The Right of Coercion

Hartford Daily Courant, February 11, 1861

One of the bug-bears that the Secessionists have created for the purpose of frightening the timid, is that of COERCION. It is a magic word, but unfortunately its magic applies only to the Federal Government. You cannot coerce a Sovereign State, say these State Right Abstractionists. Is that so? Is our Government so powerless against domestic traitors? Are its hands so tied that it cannot protect its own property against the lawless seizures of State authority? If so, it is a glaring, gross defect in our Constitution. It is worth nothing as a Government, unless there is some idea of force in its very construction. To "govern" means to "coerce." It is involved in the very idea of Government. If such things have been done in South Carolina, under the false but specious plea of State Sovereignty, and the General Government must sit idly and tamely by without reaching out its powerful hand to protect or to punish, what is the Government worth? Its authority is a mere farce, not worth the paper on which the Constitution was engrossed.

Before the formation of the Constitution, each State was an independent community, subject only to its own laws. When Great Britain signed the declaration of our independence and dissolved the colonial condition, it left every State a distinct sovereignty. By assenting to the Constitution of 1788, each State gave up that sovereignty. She surrendered by that vote, absolutely and forever, that right. Whatever was not thus formally given up by the acceptance of the Constitution was retained by the State, such as the internal management of her domestic affairs. The vote to accept the Constitution was a final renunciation of independent sovereignty, which of course involves the right of secession, and the rights of separate action involved in secession. By this Constitution the Federal Government became THE SOVEREIGN with all the rights of restraint and coercion which all Governments necessarily possess.

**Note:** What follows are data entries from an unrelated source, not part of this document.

//! Per-source video denoising filter.
//!
//! A [`DenoiseInstance`] sits between an upstream video source and the
//! host compositor. On every render tick it captures the upstream frame,
//! hands it to the active denoise provider and draws the provider's output
//! in place of the source. Providers are hot-swappable: a settings update
//! schedules a provider switch on a background worker while rendering keeps
//! skipping the filter until the new provider is loaded.
//!
//! # Architecture
//!
//! ```text
//! FilterFactory (process-wide, initialize/get/finalize)
//!     ├── ProviderRegistry (availability + priority)
//!     ├── SharedSdk (reference-counted vendor SDK)
//!     ├── WorkerPool (rayon)
//!     └── DenoiseInstance<G: GraphicsDevice>
//!             ├── SwitchSlot (coalescing provider switches)
//!             └── Backend
//!                     └── NvidiaBackend (VideoEffectsSdk + CUDA)
//! ```
//!
//! # Example
//!
//! ```ignore
//! use std::sync::Arc;
//! use vfx_denoise::{factory, FilterConfig, MemorySettings, ProviderId, SharedSdk};
//! use vfx_gpu::CpuDevice;
//!
//! let factory = factory::initialize(FilterConfig::default(), SharedSdk::new(load_vendor_sdk))?;
//! let settings = MemorySettings::with_provider(ProviderId::Automatic);
//! let instance = factory.create_instance(Arc::new(CpuDevice::new()), Some(&settings))?;
//!
//! // render thread
//! instance.video_render(&source, &mut effect);
//! ```

pub mod backend;
pub mod config;
pub mod factory;
pub mod host;
pub mod instance;
pub mod pool;
pub mod provider;
pub mod registry;
pub mod sdk;
pub mod settings;
pub mod size;
mod switch;

pub use backend::{Backend, NvidiaBackend};
pub use config::FilterConfig;
pub use factory::{FilterFactory, FilterInfo, FilterProperties, ProviderChoice};
pub use host::{Effect, FilterSource};
pub use instance::{DenoiseInstance, InstanceState};
pub use pool::WorkerPool;
pub use provider::ProviderId;
pub use registry::{ProviderInfo, ProviderRegistry};
pub use sdk::{
    CvImage, EffectHandle, ImageSlot, RunStatus, SdkError, SdkLoader, SharedSdk, VideoEffectsSdk,
};
pub use settings::{MemorySettings, SettingsStore};
pub use size::negotiate_size;

use thiserror::Error;
use vfx_gpu::GpuError;

/// Denoise filter errors.
#[derive(Error, Debug)]
pub enum DenoiseError {
    #[error("Provider not available: {0}")]
    ProviderUnavailable(ProviderId),

    #[error("Failed to load provider backend: {0}")]
    BackendInit(String),

    #[error("Failed to (re)allocate backend surface: {0}")]
    BackendSurface(String),

    #[error("Failed to unmap backend surface: {0}")]
    BackendUnmap(#[source] SdkError),

    #[error("Provider {0} did not return a result")]
    NoResult(ProviderId),

    #[error("Missing conversion entry for provider value {0}")]
    MissingConversion(i64),

    #[error("Video effects call failed: {0}")]
    Sdk(#[from] SdkError),

    #[error(transparent)]
    Gpu(#[from] GpuError),

    #[error("Invalid configuration: {0}")]
    Config(String),

    #[error("Failed to parse YAML: {0}")]
    Yaml(#[from] serde_yaml::Error),

    #[error("IO error: {0}")]
    Io(#[from] std::io::Error),

    #[error("Worker pool error: {0}")]
    Pool(String),
}

pub type DenoiseResult<T> = Result<T, DenoiseError>;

How idle then this talk about COERCION. If a State rebels, there must be a right in Government to punish the individuals engaged in that rebellion. Without that power, federal authority is a farce, and the existing government will soon terminate in anarchy. The liberty of anarchy cannot be allowed in any community. Better, far better, would it be to live under a despotism.

But you cannot coerce a State. To be sure, a State is but an abstraction. It has no real existence, beyond the tangible, accountable existence of the individuals that compose it. The individual rebel is the accountable being which requires the coercion, and on whom we hope to see it exercised. We prefer the tyrannical exercise of the authority of Government, to the anarchy which the exercised right of secession would produce. GOVERNMENT MUST HAVE POWER. There must be "power" lodged somewhere. The sovereign States now composing this Union, by their solemn votes, voluntarily and deliberately gave this power to the Federal authority. They and their descendants are bound by this contract forever. Nothing but the unanimous consent of all the contracting parties can release any one from this binding obligation.